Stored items

----------

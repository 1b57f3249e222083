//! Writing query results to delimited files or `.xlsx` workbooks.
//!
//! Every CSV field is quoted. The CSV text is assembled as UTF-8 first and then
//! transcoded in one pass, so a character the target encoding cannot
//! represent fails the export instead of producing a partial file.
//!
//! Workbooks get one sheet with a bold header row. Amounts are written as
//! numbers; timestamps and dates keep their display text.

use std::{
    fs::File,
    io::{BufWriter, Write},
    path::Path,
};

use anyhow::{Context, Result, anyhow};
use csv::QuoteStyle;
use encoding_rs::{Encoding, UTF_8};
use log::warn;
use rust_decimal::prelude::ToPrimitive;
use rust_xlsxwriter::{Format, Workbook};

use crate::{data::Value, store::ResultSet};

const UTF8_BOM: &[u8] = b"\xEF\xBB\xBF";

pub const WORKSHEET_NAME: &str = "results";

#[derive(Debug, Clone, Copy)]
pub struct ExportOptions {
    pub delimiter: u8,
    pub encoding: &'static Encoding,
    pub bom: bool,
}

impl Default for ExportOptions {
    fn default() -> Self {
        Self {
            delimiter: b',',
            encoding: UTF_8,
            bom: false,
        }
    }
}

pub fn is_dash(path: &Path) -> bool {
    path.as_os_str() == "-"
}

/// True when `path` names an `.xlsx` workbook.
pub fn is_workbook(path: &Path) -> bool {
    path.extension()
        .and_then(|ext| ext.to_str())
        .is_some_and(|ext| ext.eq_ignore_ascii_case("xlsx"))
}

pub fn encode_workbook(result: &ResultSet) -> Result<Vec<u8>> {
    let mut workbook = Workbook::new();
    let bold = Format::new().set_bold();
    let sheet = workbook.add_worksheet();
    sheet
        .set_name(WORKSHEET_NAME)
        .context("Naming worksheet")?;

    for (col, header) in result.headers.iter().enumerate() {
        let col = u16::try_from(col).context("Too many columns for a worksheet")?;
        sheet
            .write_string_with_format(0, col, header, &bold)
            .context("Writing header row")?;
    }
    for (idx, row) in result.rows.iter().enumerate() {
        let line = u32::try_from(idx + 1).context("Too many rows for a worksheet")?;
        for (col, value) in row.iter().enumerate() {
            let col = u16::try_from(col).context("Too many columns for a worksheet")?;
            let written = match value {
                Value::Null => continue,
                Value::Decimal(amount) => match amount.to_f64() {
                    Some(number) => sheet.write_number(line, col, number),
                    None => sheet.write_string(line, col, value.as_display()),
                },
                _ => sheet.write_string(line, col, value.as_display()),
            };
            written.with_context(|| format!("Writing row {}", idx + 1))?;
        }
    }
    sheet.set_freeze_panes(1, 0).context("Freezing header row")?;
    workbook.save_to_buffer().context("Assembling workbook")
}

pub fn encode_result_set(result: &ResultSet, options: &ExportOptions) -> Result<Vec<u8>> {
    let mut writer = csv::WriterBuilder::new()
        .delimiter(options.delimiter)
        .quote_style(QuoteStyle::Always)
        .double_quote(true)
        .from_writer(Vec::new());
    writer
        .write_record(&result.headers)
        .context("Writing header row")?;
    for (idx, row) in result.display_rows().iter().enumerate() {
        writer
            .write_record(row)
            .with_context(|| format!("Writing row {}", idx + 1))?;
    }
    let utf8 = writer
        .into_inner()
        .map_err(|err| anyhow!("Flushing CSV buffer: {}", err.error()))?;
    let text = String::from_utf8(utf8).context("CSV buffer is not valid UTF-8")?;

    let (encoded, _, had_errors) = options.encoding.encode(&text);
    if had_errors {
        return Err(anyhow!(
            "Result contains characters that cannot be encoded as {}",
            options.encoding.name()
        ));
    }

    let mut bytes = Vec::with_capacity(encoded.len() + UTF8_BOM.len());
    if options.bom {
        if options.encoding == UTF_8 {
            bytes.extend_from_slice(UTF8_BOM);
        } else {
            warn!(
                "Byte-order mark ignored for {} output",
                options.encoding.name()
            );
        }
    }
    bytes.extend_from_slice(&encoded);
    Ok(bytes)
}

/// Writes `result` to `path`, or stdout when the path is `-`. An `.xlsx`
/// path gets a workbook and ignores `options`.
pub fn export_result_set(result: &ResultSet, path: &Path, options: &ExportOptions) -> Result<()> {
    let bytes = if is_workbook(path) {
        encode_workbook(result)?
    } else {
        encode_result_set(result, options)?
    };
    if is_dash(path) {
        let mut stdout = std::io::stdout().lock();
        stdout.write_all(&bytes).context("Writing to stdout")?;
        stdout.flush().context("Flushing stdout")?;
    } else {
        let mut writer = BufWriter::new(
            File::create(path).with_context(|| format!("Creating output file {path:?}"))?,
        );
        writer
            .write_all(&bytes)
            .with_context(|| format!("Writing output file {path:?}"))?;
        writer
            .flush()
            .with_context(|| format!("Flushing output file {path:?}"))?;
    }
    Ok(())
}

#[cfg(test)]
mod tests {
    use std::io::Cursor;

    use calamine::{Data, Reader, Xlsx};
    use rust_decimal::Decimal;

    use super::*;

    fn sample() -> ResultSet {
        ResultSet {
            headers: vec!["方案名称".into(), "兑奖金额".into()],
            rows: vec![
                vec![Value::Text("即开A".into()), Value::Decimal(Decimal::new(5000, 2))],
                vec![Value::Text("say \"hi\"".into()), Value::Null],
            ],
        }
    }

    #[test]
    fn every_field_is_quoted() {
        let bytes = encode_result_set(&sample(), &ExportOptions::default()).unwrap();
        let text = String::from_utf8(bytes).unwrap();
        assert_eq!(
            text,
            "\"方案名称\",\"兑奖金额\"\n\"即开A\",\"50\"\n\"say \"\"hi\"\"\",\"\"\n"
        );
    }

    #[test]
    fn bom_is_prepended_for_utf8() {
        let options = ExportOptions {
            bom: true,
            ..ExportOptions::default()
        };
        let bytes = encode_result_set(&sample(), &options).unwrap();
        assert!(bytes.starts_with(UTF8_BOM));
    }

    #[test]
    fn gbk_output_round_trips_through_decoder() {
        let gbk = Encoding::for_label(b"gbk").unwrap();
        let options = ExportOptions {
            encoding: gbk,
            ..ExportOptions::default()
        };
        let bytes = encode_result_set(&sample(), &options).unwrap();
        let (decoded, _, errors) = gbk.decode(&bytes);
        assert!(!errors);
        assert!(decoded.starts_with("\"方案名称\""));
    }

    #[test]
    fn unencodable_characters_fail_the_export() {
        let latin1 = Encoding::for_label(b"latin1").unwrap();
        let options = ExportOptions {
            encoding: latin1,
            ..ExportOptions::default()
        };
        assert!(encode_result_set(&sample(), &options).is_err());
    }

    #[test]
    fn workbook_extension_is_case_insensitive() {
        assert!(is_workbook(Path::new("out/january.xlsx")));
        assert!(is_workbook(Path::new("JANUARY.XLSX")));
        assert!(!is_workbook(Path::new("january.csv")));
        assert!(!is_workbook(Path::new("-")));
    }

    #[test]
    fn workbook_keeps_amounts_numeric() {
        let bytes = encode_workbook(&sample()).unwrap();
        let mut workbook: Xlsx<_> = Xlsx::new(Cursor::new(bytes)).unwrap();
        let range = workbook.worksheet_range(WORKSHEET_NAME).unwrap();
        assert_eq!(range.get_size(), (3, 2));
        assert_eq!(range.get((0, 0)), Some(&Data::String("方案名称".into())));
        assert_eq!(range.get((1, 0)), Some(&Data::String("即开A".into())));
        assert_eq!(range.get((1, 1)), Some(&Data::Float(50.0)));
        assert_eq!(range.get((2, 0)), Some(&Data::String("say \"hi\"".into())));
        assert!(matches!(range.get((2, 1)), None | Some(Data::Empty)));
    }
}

----------

### TASK REQUIREMENTS
From the records, copy out each line that includes the string "ResultSet".

### REPLY
use crate::{data::Value, store::ResultSet};
pub fn encode_workbook(result: &ResultSet) -> Result<Vec<u8>> {
pub fn encode_result_set(result: &ResultSet, options: &ExportOptions) -> Result<Vec<u8>> {
pub fn export_result_set(result: &ResultSet, path: &Path, options: &ExportOptions) -> Result<()> {
    fn sample() -> ResultSet {
        ResultSet {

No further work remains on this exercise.